Dynamic Languages Symposium 2005  OOPSLA 2005

Co-located with OOPSLA 2005

In cooperation with ACM SIGPLAN

San Diego, California, USA, October 18, 2005



Call for papers

In industry, static languages (such as Java, C++ and C#) are much more widely used than their dynamic counterparts (like Scheme, CLOS, Python, Self, Perl, php or Smalltalk). So it appears as though dynamic language concepts were forgotten and lost the race.

But this is not the case.

Java and C#, the latest mainstream static languages, popularized to a certain extent dynamic language features such as garbage collection, portability and (limited forms of) reflection. In the near future, we expect this dynamicity to increase even further. E.g., it is getting clearer year after year that pervasive computing is becoming the rule and that concepts such as meta programming, reflection, mobility, dynamic reconfigurability and distribution are becoming increasingly popular. All of these features are the domain of dynamic languages, and hence it is only logical that more dynamic language concepts have to be taken up by static languages, or that dynamic languages can make a breakthrough.

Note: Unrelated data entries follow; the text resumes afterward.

use skill_factory::domain::services::PresetSummary;
use unicode_width::UnicodeWidthStr;

use crate::ui::primitives::text::ColoredText;

pub fn render_presets(presets: &[PresetSummary], supports_color: bool) -> String {
    if presets.is_empty() {
        return format!(
            "{}\n",
            ColoredText::dim("No presets defined (add _meta/presets.yaml to the factory)")
                .render(supports_color)
        );
    }

    let width = presets.iter().map(|p| p.name.width()).max().unwrap_or(0);
    let mut out = String::new();
    for preset in presets {
        out.push_str("  ");
        out.push_str(&ColoredText::info(preset.name.as_str()).bold().render(supports_color));
        if !preset.description.is_empty() {
            out.push_str(&" ".repeat(width - preset.name.width() + 2));
            out.push_str(&ColoredText::dim(preset.description.as_str()).render(supports_color));
        }
        out.push('\n');
    }
    out
}
//! Prompter Port
//!
//! The yes/no confirmation gate in front of every destructive apply.
//! Implementations can be interactive (reading a line from the user) or
//! scripted (returning a fixed answer).

/// Trait for confirming a potentially destructive change.
///
/// Implementations can be:
/// - `LinePrompter`: Reads an answer from stdin
/// - `ScriptedPrompter`: Fixed answer, records every prompt
/// - `AssumeYes`: Always confirms (`--yes`)
pub trait Prompter {
    /// Ask a yes/no question. `false` covers "no", empty input and EOF.
    fn confirm(&self, prompt: &str) -> bool;
}

impl<P: Prompter + ?Sized> Prompter for &P {
    fn confirm(&self, prompt: &str) -> bool {
        (**self).confirm(prompt)
    }
}

impl<P: Prompter + ?Sized> Prompter for Box<P> {
    fn confirm(&self, prompt: &str) -> bool {
        (**self).confirm(prompt)
    }
}

/// Prompter that always confirms.
///
/// Use this when `--yes` flag is passed.
#[derive(Debug, Clone, Copy, Default)]
pub struct AssumeYes;

impl Prompter for AssumeYes {
    fn confirm(&self, _prompt: &str) -> bool {
        true
    }
}

/// Prompter that always declines.
///
/// Use this when there is no terminal to ask.
#[derive(Debug, Clone, Copy, Default)]
pub struct AssumeNo;

impl Prompter for AssumeNo {
    fn confirm(&self, _prompt: &str) -> bool {
        false
    }
}

/// Whether a typed answer counts as "yes".
pub fn is_affirmative(answer: &str) -> bool {
    matches!(answer.trim().to_lowercase().as_str(), "y" | "yes")
}

#[cfg(test)]
mod tests {
    use super::*;

    #[test]
    fn assume_yes_always_confirms() {
        assert!(AssumeYes.confirm("Apply?"));
    }

    #[test]
    fn assume_no_always_declines() {
        assert!(!AssumeNo.confirm("Apply?"));
    }

    #[test]
    fn affirmative_answers() {
        for answer in ["y", "Y", "yes", "YES", " yes \n", "\ty\r\n"] {
            assert!(is_affirmative(answer), "{answer:?} should be yes");
        }
    }

    #[test]
    fn everything_else_is_no() {
        for answer in ["", "\n", "n", "no", "yep", "sure", "y es"] {
            assert!(!is_affirmative(answer), "{answer:?} should be no");
        }
    }

    #[test]
    fn boxed_prompter_delegates() {
        let boxed: Box<dyn Prompter> = Box::new(AssumeYes);
        assert!(boxed.confirm("ok?"));
    }
}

Currently, the dynamic language community is fragmented, split over a multitude of paradigms (from functional over logic to object-oriented), languages and syntaxes. This fragmentation severely hinders research as well as acceptance, and results in either language wars or, even worse, language ignorance. The goal of this symposium is to provide a highly visible, international forum for researchers working on dynamic features and languages. We explicitly invite submissions from all kinds of paradigms (object-oriented, functional, logic, ...), as can be seen from the structure of the program committee.

DLS'05 invites the submission of technical papers presenting research results or experience in all areas related to dynamic languages or dynamic language concepts. Research papers should describe work that advances the current state of the art. Experience reports should be of broad interest and should describe insights gained from the practical application of dynamic languages that are of use to other researchers and practitioners. The program committee will evaluate each contributed research and experience paper based on its relevance, significance, clarity, originality, and correctness.

Papers will be published in the ACM Digital Library.

Areas of interest include but are not limited to:

Submission guidelines

Papers have to be submitted through our online submission system: http://decomp.ulb.ac.be:8008/servlets/continue/submit.ss

All papers must be submitted electronically in PDF format (or PostScript, if you do not have access to PDF-producing programs, but this is not recommended). Submissions, as well as final versions, must be formatted to conform to ACM Proceedings requirements: Nine point font on ten point baseline, two columns per page, each column 3.33 inches wide by 9 inches tall, with a column gutter of 0.33 inches, etc. See the ACM Proceedings Guidelines. You can save preparation time by using one of the templates from that page. Note that MS Word documents must be converted to PDF before being submitted. Page limit is 16 pages in the style mentioned above.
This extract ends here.